**TASK BRIEF**: Only those lines in the data below from the line containing "for the Ayin" through the line containing "contracts to discover.", both included, should be restated word for word.

**EXCERPTED DATA**:
//! Scraper configuration.
//!
//! All values are optional and read from environment variables prefixed with
//! the upper-cased exchange name, e.g. `AYIN_REFRESH_DELAY` for the Ayin
//! exchange.

use std::time::Duration;

use url::Url;

const DEFAULT_REFRESH_DELAY_MS: u64 = 400;
const DEFAULT_SLEEP_TIMEOUT_MS: u64 = 1000;
const DEFAULT_EVENTS_LIMIT: usize = 10;
const DEFAULT_SWAP_CONTRACTS_LIMIT: usize = 100;
const DEFAULT_TRADE_CHANNEL_CAPACITY: usize = 1;
const DEFAULT_REQUEST_TIMEOUT_SEC: u64 = 30;

const DEFAULT_NODE_URL: &str = "https://node.mainnet.alephium.org";
const DEFAULT_EXPLORER_URL: &str = "https://backend.mainnet.alephium.org";
const DEFAULT_FACTORY_ADDRESS: &str = "vyrkJHFGbpr8rBsV9Z1BWxDMNqxbGGeKzk4cGjDfC3K2";

/// Scraper configuration.
#[derive(Clone, Debug, serde::Deserialize)]
pub struct ScraperConfig {
    /// Delay between polling cycles, milliseconds.
    #[serde(default = "default_refresh_delay")]
    pub refresh_delay: u64,

    /// Pause between consecutive contracts within a cycle, milliseconds.
    #[serde(default = "default_sleep_timeout")]
    pub sleep_timeout: u64,

    /// Maximum number of events fetched per contract per cycle.
    #[serde(default = "default_events_limit")]
    pub events_limit: usize,

    /// Maximum number of swap contracts to discover.
    #[serde(default = "default_swap_contracts_limit")]
    pub swap_contracts_limit: usize,

    /// Only scrape this swap contract.
    #[serde(default)]
    pub target_swap_contract: Option<String>,

    /// Log HTTP requests and responses.
    #[serde(default)]
    pub debug: bool,

    /// Number of trades buffered before the scraper blocks.
    #[serde(default = "default_trade_channel_capacity")]
    pub trade_channel_capacity: usize,

    /// Stop the scraper after this many failed cycles in a row.
    #[serde(default)]
    pub max_consecutive_failures: Option<u32>,

    #[serde(default = "default_node_url")]
    pub node_url: Url,

    #[serde(default = "default_explorer_url")]
    pub explorer_url: Url,

    /// DEX factory contract the swap contracts are discovered from.
    #[serde(default = "default_factory_address")]
    pub factory_address: String,

    /// HTTP request timeout, seconds.
    #[serde(default = "default_request_timeout")]
    pub request_timeout: u64,
}

impl ScraperConfig {
    /// Load configuration of the exchange from environment variables.
    pub fn from_env(exchange_name: &str) -> Result<Self, envy::Error> {
        envy::prefixed(env_prefix(exchange_name)).from_env()
    }

    /// Load configuration of the exchange from the given variables.
    pub fn from_iter<I>(exchange_name: &str, vars: I) -> Result<Self, envy::Error>
    where
        I: IntoIterator<Item = (String, String)>,
    {
        envy::prefixed(env_prefix(exchange_name)).from_iter(vars)
    }

    /// Polling interval, never zero.
    pub fn refresh_delay(&self) -> Duration {
        Duration::from_millis(self.refresh_delay.max(1))
    }

    pub fn sleep_timeout(&self) -> Duration {
        Duration::from_millis(self.sleep_timeout)
    }

    pub fn request_timeout(&self) -> Duration {
        Duration::from_secs(self.request_timeout)
    }

    pub fn target_swap_contract(&self) -> Option<&str> {
        self.target_swap_contract
            .as_deref()
            .map(str::trim)
            .filter(|c| !c.is_empty())
    }
}

impl Default for ScraperConfig {
    fn default() -> Self {
        Self {
            refresh_delay: default_refresh_delay(),
            sleep_timeout: default_sleep_timeout(),
            events_limit: default_events_limit(),
            swap_contracts_limit: default_swap_contracts_limit(),
            target_swap_contract: None,
            debug: false,
            trade_channel_capacity: default_trade_channel_capacity(),
            max_consecutive_failures: None,
            node_url: default_node_url(),
            explorer_url: default_explorer_url(),
            factory_address: default_factory_address(),
            request_timeout: default_request_timeout(),
        }
    }
}

fn env_prefix(exchange_name: &str) -> String {
    format!("{}_", exchange_name.to_uppercase())
}

fn default_refresh_delay() -> u64 {
    DEFAULT_REFRESH_DELAY_MS
}

fn default_sleep_timeout() -> u64 {
    DEFAULT_SLEEP_TIMEOUT_MS
}

fn default_events_limit() -> usize {
    DEFAULT_EVENTS_LIMIT
}

fn default_swap_contracts_limit() -> usize {
    DEFAULT_SWAP_CONTRACTS_LIMIT
}

fn default_trade_channel_capacity() -> usize {
    DEFAULT_TRADE_CHANNEL_CAPACITY
}

fn default_request_timeout() -> u64 {
    DEFAULT_REQUEST_TIMEOUT_SEC
}

fn default_node_url() -> Url {
    Url::parse(DEFAULT_NODE_URL).expect("valid default node URL")
}

fn default_explorer_url() -> Url {
    Url::parse(DEFAULT_EXPLORER_URL).expect("valid default explorer URL")
}

fn default_factory_address() -> String {
    DEFAULT_FACTORY_ADDRESS.to_string()
}

#[cfg(test)]
mod tests {
    use super::*;

    fn vars(pairs: &[(&str, &str)]) -> Vec<(String, String)> {
        pairs
            .iter()
            .map(|(k, v)| (k.to_string(), v.to_string()))
            .collect()
    }

    #[test]
    fn test_defaults() {
        let config = ScraperConfig::from_iter("Ayin", vars(&[])).unwrap();

        assert_eq!(config.refresh_delay(), Duration::from_millis(400));
        assert_eq!(config.sleep_timeout(), Duration::from_millis(1000));
        assert_eq!(config.events_limit, 10);
        assert_eq!(config.swap_contracts_limit, 100);
        assert_eq!(config.target_swap_contract(), None);
        assert!(!config.debug);
        assert_eq!(config.trade_channel_capacity, 1);
        assert_eq!(config.max_consecutive_failures, None);
        assert_eq!(config.node_url.as_str(), "https://node.mainnet.alephium.org/");
        assert_eq!(config.factory_address, DEFAULT_FACTORY_ADDRESS);
    }

    #[test]
    fn test_prefixed_overrides() {
        let config = ScraperConfig::from_iter(
            "Ayin",
            vars(&[
                ("AYIN_REFRESH_DELAY", "2500"),
                ("AYIN_SLEEP_TIMEOUT", "0"),
                ("AYIN_EVENTS_LIMIT", "25"),
                ("AYIN_SWAP_CONTRACTS_LIMIT", "7"),
                ("AYIN_TARGET_SWAP_CONTRACT", "25ywM8iGxKpZWuGA5z6DXKGcZCXtPBmnbQyJEsjvjjWTy"),
                ("AYIN_DEBUG", "true"),
                ("AYIN_MAX_CONSECUTIVE_FAILURES", "3"),
                ("AYIN_EXPLORER_URL", "http://localhost:9090"),
                // other exchanges are ignored
                ("OTHER_EVENTS_LIMIT", "99"),
            ]),
        )
        .unwrap();

        assert_eq!(config.refresh_delay(), Duration::from_millis(2500));
        assert_eq!(config.sleep_timeout(), Duration::ZERO);
        assert_eq!(config.events_limit, 25);
        assert_eq!(config.swap_contracts_limit, 7);
        assert_eq!(
            config.target_swap_contract(),
            Some("25ywM8iGxKpZWuGA5z6DXKGcZCXtPBmnbQyJEsjvjjWTy")
        );
        assert!(config.debug);
        assert_eq!(config.max_consecutive_failures, Some(3));
        assert_eq!(config.explorer_url.as_str(), "http://localhost:9090/");
    }

    #[test]
    fn test_blank_target_and_zero_refresh() {
        let config = ScraperConfig::from_iter(
            "ayin",
            vars(&[("AYIN_TARGET_SWAP_CONTRACT", "  "), ("AYIN_REFRESH_DELAY", "0")]),
        )
        .unwrap();

        assert_eq!(config.target_swap_contract(), None);
        assert_eq!(config.refresh_delay(), Duration::from_millis(1));
    }

    #[test]
    fn test_invalid_value() {
        assert!(ScraperConfig::from_iter("Ayin", vars(&[("AYIN_EVENTS_LIMIT", "ten")])).is_err());
    }
}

**COMPLETED TASK**:
//! the upper-cased exchange name, e.g. `AYIN_REFRESH_DELAY` for the Ayin
//! exchange.

use std::time::Duration;

use url::Url;

const DEFAULT_REFRESH_DELAY_MS: u64 = 400;
const DEFAULT_SLEEP_TIMEOUT_MS: u64 = 1000;
const DEFAULT_EVENTS_LIMIT: usize = 10;
const DEFAULT_SWAP_CONTRACTS_LIMIT: usize = 100;
const DEFAULT_TRADE_CHANNEL_CAPACITY: usize = 1;
const DEFAULT_REQUEST_TIMEOUT_SEC: u64 = 30;

const DEFAULT_NODE_URL: &str = "https://node.mainnet.alephium.org";
const DEFAULT_EXPLORER_URL: &str = "https://backend.mainnet.alephium.org";
const DEFAULT_FACTORY_ADDRESS: &str = "vyrkJHFGbpr8rBsV9Z1BWxDMNqxbGGeKzk4cGjDfC3K2";

/// Scraper configuration.
#[derive(Clone, Debug, serde::Deserialize)]
pub struct ScraperConfig {
    /// Delay between polling cycles, milliseconds.
    #[serde(default = "default_refresh_delay")]
    pub refresh_delay: u64,

    /// Pause between consecutive contracts within a cycle, milliseconds.
    #[serde(default = "default_sleep_timeout")]
    pub sleep_timeout: u64,

    /// Maximum number of events fetched per contract per cycle.
    #[serde(default = "default_events_limit")]
    pub events_limit: usize,

    /// Maximum number of swap contracts to discover.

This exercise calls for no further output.